● TRY IT
Write the data below out again, with each line matching the original.

::: DATA PROVIDED

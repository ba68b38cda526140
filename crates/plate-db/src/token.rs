//! Public share token issuance.
//!
//! A token is 9 random bytes encoded as URL-safe base64 without padding
//! (12 characters). Uniqueness is enforced by the store: a candidate is
//! inserted, and a UNIQUE violation on the token column means "try another".
//! Any other failure aborts immediately.

use std::future::Future;

use base64::Engine;
use base64::engine::general_purpose::URL_SAFE_NO_PAD;

use crate::error::{DatabaseError, TokenError};

/// Candidates tried before giving up.
pub const MAX_TOKEN_ATTEMPTS: u32 = 5;

const TOKEN_BYTES: usize = 9;

/// Result of one insert attempt with a candidate token.
#[derive(Debug, Clone, PartialEq, Eq)]
pub enum InsertOutcome<T> {
    Inserted(T),
    /// The candidate already exists.
    Conflict,
}

/// Draw a fresh random token from the OS RNG.
///
/// # Errors
///
/// Returns `TokenError::Database` wrapping the RNG failure.
pub fn generate_token() -> Result<String, TokenError> {
    let mut buf = [0u8; TOKEN_BYTES];
    getrandom::fill(&mut buf)
        .map_err(|e| DatabaseError::Other(anyhow::anyhow!("OS random source failed: {e}")))?;
    Ok(URL_SAFE_NO_PAD.encode(buf))
}

/// Detect a UNIQUE violation on `column` (written `table.column`).
///
/// Narrow on purpose: a UNIQUE failure on any other column is a real error.
pub fn is_unique_violation(e: &libsql::Error, column: &str) -> bool {
    let msg = e.to_string();
    msg.contains("UNIQUE constraint failed") && msg.contains(column)
}

/// Classify the result of an insert carrying a candidate token.
///
/// # Errors
///
/// Returns the underlying error unless it is a UNIQUE violation on `column`.
pub fn insert_outcome(
    result: Result<u64, libsql::Error>,
    column: &str,
) -> Result<InsertOutcome<()>, DatabaseError> {
    match result {
        Ok(_) => Ok(InsertOutcome::Inserted(())),
        Err(e) if is_unique_violation(&e, column) => Ok(InsertOutcome::Conflict),
        Err(e) => Err(e.into()),
    }
}

/// Bounded retry loop around a token-carrying insert.
#[derive(Debug, Clone)]
pub struct TokenIssuer {
    max_attempts: u32,
    preferred: Option<String>,
}

impl Default for TokenIssuer {
    fn default() -> Self {
        Self {
            max_attempts: MAX_TOKEN_ATTEMPTS,
            preferred: None,
        }
    }
}

impl TokenIssuer {
    #[must_use]
    pub fn new() -> Self {
        Self::default()
    }

    /// Try `token` as the first candidate. Migrated shared menus keep their
    /// legacy token this way unless it collides. Empty tokens are ignored.
    #[must_use]
    pub fn prefer(mut self, token: Option<&str>) -> Self {
        self.preferred = token.filter(|t| !t.is_empty()).map(String::from);
        self
    }

    /// Run `attempt` with successive candidates until it inserts.
    ///
    /// The preferred token, if any, counts as the first attempt. Returns the
    /// token that was stored together with the attempt's value.
    ///
    /// # Errors
    ///
    /// `TokenError::Exhausted` once every attempt conflicted, or the first
    /// non-conflict error `attempt` returned.
    pub async fn issue<T, F, Fut>(self, mut attempt: F) -> Result<(String, T), TokenError>
    where
        F: FnMut(String) -> Fut,
        Fut: Future<Output = Result<InsertOutcome<T>, DatabaseError>>,
    {
        let mut preferred = self.preferred;
        for n in 1..=self.max_attempts {
            let candidate = match preferred.take() {
                Some(token) => token,
                None => generate_token()?,
            };
            match attempt(candidate.clone()).await? {
                InsertOutcome::Inserted(value) => return Ok((candidate, value)),
                InsertOutcome::Conflict => {
                    tracing::debug!("token: candidate collided (attempt {}/{})", n, self.max_attempts);
                }
            }
        }
        tracing::warn!("token: no unique token after {} attempts", self.max_attempts);
        Err(TokenError::Exhausted {
            attempts: self.max_attempts,
        })
    }
}
use serde_json::Value;

use super::{id_field, opt_string_field, string_field};
use crate::entities::KidProfile;

/// Used when a profile document has no `avatarColor`.
const DEFAULT_AVATAR_COLOR: &str = "#94a3b8";

/// Normalize a kid profile. Older documents lack `avatarAnimal`.
#[must_use]
pub fn normalize_profile(doc: &Value) -> KidProfile {
    let avatar_color = string_field(doc, "avatarColor");
    KidProfile {
        id: id_field(doc, "id").unwrap_or_default(),
        name: string_field(doc, "name"),
        avatar_color: if avatar_color.is_empty() {
            DEFAULT_AVATAR_COLOR.to_string()
        } else {
            avatar_color
        },
        avatar_animal: opt_string_field(doc, "avatarAnimal"),
    }
}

::::::

● ANSWER SECTION
repository ba68b38cda526140
filename crates/plate-db/src/token.rs
//! Public share token issuance.
//!
//! A token is 9 random bytes encoded as URL-safe base64 without padding
//! (12 characters). Uniqueness is enforced by the store: a candidate is
//! inserted, and a UNIQUE violation on the token column means "try another".
//! Any other failure aborts immediately.

use std::future::Future;

use base64::Engine;
use base64::engine::general_purpose::URL_SAFE_NO_PAD;

use crate::error::{DatabaseError, TokenError};

/// Candidates tried before giving up.
pub const MAX_TOKEN_ATTEMPTS: u32 = 5;

const TOKEN_BYTES: usize = 9;

/// Result of one insert attempt with a candidate token.
#[derive(Debug, Clone, PartialEq, Eq)]
pub enum InsertOutcome<T> {
    Inserted(T),
    /// The candidate already exists.
    Conflict,
}

/// Draw a fresh random token from the OS RNG.
///
/// # Errors
///
/// Returns `TokenError::Database` wrapping the RNG failure.
pub fn generate_token() -> Result<String, TokenError> {
    let mut buf = [0u8; TOKEN_BYTES];
    getrandom::fill(&mut buf)
        .map_err(|e| DatabaseError::Other(anyhow::anyhow!("OS random source failed: {e}")))?;
    Ok(URL_SAFE_NO_PAD.encode(buf))
}

/// Detect a UNIQUE violation on `column` (written `table.column`).
///
/// Narrow on purpose: a UNIQUE failure on any other column is a real error.
pub fn is_unique_violation(e: &libsql::Error, column: &str) -> bool {
    let msg = e.to_string();
    msg.contains("UNIQUE constraint failed") && msg.contains(column)
}

/// Classify the result of an insert carrying a candidate token.
///
/// # Errors
///
/// Returns the underlying error unless it is a UNIQUE violation on `column`.
pub fn insert_outcome(
    result: Result<u64, libsql::Error>,
    column: &str,
) -> Result<InsertOutcome<()>, DatabaseError> {
    match result {
        Ok(_) => Ok(InsertOutcome::Inserted(())),
        Err(e) if is_unique_violation(&e, column) => Ok(InsertOutcome::Conflict),
        Err(e) => Err(e.into()),
    }
}

/// Bounded retry loop around a token-carrying insert.
#[derive(Debug, Clone)]
pub struct TokenIssuer {
    max_attempts: u32,
    preferred: Option<String>,
}

impl Default for TokenIssuer {
    fn default() -> Self {
        Self {
            max_attempts: MAX_TOKEN_ATTEMPTS,
            preferred: None,
        }
    }
}

impl TokenIssuer {
    #[must_use]
    pub fn new() -> Self {
        Self::default()
    }

    /// Try `token` as the first candidate. Migrated shared menus keep their
    /// legacy token this way unless it collides. Empty tokens are ignored.
    #[must_use]
    pub fn prefer(mut self, token: Option<&str>) -> Self {
        self.preferred = token.filter(|t| !t.is_empty()).map(String::from);
        self
    }

    /// Run `attempt` with successive candidates until it inserts.
    ///
    /// The preferred token, if any, counts as the first attempt. Returns the
    /// token that was stored together with the attempt's value.
    ///
    /// # Errors
    ///
    /// `TokenError::Exhausted` once every attempt conflicted, or the first
    /// non-conflict error `attempt` returned.
    pub async fn issue<T, F, Fut>(self, mut attempt: F) -> Result<(String, T), TokenError>
    where
        F: FnMut(String) -> Fut,
        Fut: Future<Output = Result<InsertOutcome<T>, DatabaseError>>,
    {
        let mut preferred = self.preferred;
        for n in 1..=self.max_attempts {
            let candidate = match preferred.take() {
                Some(token) => token,
                None => generate_token()?,
            };
            match attempt(candidate.clone()).await? {
                InsertOutcome::Inserted(value) => return Ok((candidate, value)),
                InsertOutcome::Conflict => {
                    tracing::debug!("token: candidate collided (attempt {}/{})", n, self.max_attempts);
                }
            }
        }
        tracing::warn!("token: no unique token after {} attempts", self.max_attempts);
        Err(TokenError::Exhausted {
            attempts: self.max_attempts,
        })
    }
}
use serde_json::Value;

use super::{id_field, opt_string_field, string_field};
use crate::entities::KidProfile;

/// Used when a profile document has no `avatarColor`.
const DEFAULT_AVATAR_COLOR: &str = "#94a3b8";

/// Normalize a kid profile. Older documents lack `avatarAnimal`.
#[must_use]
pub fn normalize_profile(doc: &Value) -> KidProfile {
    let avatar_color = string_field(doc, "avatarColor");
    KidProfile {
        id: id_field(doc, "id").unwrap_or_default(),
        name: string_field(doc, "name"),
        avatar_color: if avatar_color.is_empty() {
            DEFAULT_AVATAR_COLOR.to_string()
        } else {
            avatar_color
        },
        avatar_animal: opt_string_field(doc, "avatarAnimal"),
    }
}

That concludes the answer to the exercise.